Ce petit manège dure depuis plusieurs mois maintenant. Les gardes font des rondes, Léo et Dris ne se voient que très rarement pour éviter de provoquer encore plus les démons. Les heures s’écoulent avec une infinie lenteur, elle craint pour sa propre vie chaque jour et elle se tient prête pour un assaut, armée en tout temps de son couteau et de son pistolet dont le chargeur plein est vérifié chaque matin.
Léo de son côté tente de mener l’enquête sur la personne qui aurait bien pu donner ces ordres au démon ce soir de tempête. Il espère trouver des réponses à ses questions au plus vite. Pourquoi s’en prendre à elle? Jusqu’où compte aller cette personne? Ce n’est pas évident de trouver celui qui en veut à Dris dans ses connaissances. Peu sont ceux qui ne lui veulent pas de mal. A part ses domestiques et le prince d’Howl, elle n’a pas d’amis.
Mais il y a plus important que tout cela. Leur mariage approche à grands pas. Un mois seulement avant que n’ait lieu la cérémonie. Cela fait presque six mois depuis leurs retrouvailles, le jour du meurtre du comte Burnett. Leurs baisers ne lui suffisent plus, surtout que depuis l’incident de la tempête ils ne se voient que quelques minutes par jour.

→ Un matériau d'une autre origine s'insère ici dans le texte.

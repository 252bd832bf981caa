// src/errors.rs

//! Crate-wide error aliases and the fixed diagnostic lines.
//!
//! Mostly a thin wrapper around `anyhow`, plus the one-line diagnostics that
//! the three hard-failure paths print to stdout before exiting with status 1.

pub use anyhow::{Error, Result};

/// Printed when no target program is supplied.
pub const USAGE: &str = "Usage: ctime <target-path> [args...]";

/// Printed when the composed command line exceeds the length cap.
pub const SIZE_EXCEEDED: &str = "Exceeded max input size";

/// Printed when the target process cannot be created.
pub const CREATION_FAILURE: &str = "Process creation failure";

La chaleur de son corps, sa peau douce, ses mains dans ses cheveux blonds lui manquent. Jamais une femme ne lui a plu autant et devoir attendre ce jour où il pourra enfin s’étendre à ses côtés dans un lit commun devient un véritable supplice. Il la désire de plus en plus et il ne peut l’embrasser ou la toucher qu’au détour d’un couloir, ils ne vont même plus en ville ensemble. Trop dangereux.

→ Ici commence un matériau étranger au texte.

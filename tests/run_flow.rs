use std::error::Error;

use ctime::cli::CliArgs;

type TestResult = Result<(), Box<dyn Error>>;

fn args_for(command: Vec<String>) -> CliArgs {
    CliArgs {
        timeout: None,
        log_level: None,
        command,
    }
}

#[tokio::test]
async fn run_with_no_target_fails_with_usage() {
    let err = ctime::run(args_for(vec![])).await.unwrap_err();
    assert!(err.to_string().starts_with("Usage: ctime"));
}

#[tokio::test]
async fn run_with_oversized_command_line_fails_before_spawning() {
    // Well over the 1000-character cap; the target path does not even need
    // to exist because composition rejects the line first.
    let err = ctime::run(args_for(vec!["x".repeat(1200)]))
        .await
        .unwrap_err();
    assert_eq!(err.to_string(), "Exceeded max input size");
}

#[tokio::test]
async fn run_with_a_clean_child_succeeds() -> TestResult {
    let command: Vec<String> = if cfg!(windows) {
        vec!["cmd".into(), "/C".into(), "exit 0".into()]
    } else {
        vec!["sh".into(), "-c".into(), "exit 0".into()]
    };

    ctime::run(args_for(command)).await?;
    Ok(())
}

#[tokio::test]
async fn run_exits_cleanly_even_when_the_child_fails() -> TestResult {
    // A failing child is reported textually; it is not a launcher error.
    let command: Vec<String> = if cfg!(windows) {
        vec!["cmd".into(), "/C".into(), "exit 7".into()]
    } else {
        vec!["sh".into(), "-c".into(), "exit 7".into()]
    };

    ctime::run(args_for(command)).await?;
    Ok(())
}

Les disputes entre Dris et Blissida sont de plus en plus fréquentes, elle ne se supportent pas et voir le visage de sa soeur est, pour la comtesse, un rappel douloureux de son passé. Dans un mois elle partira pour Norring avec Léo, elle s’en réjouit, même si ce changement la bouleverse aussi. Mais ils savent tous les deux qu’ils ne pourront pas se cacher éternellement et qu’il vont devoir passer à l’action rapidement, la vie dans ces conditions n’est plus possible, pour l’un comme pour l’autre.
-Tu sais te battre?
-Je sais me servir d’un couteau et d’une arme à feu.
Drismalia et Léonard sont dans un couloir du château. Il fait nuit et la demeure est plongée dans le noir et le silence.
-Je ne sais pas si cela va être suffisant.
-Que veux-tu que je fasse contre un démon de toutes façons? Ils sont bien trop forts, tu l’as dis toi-même.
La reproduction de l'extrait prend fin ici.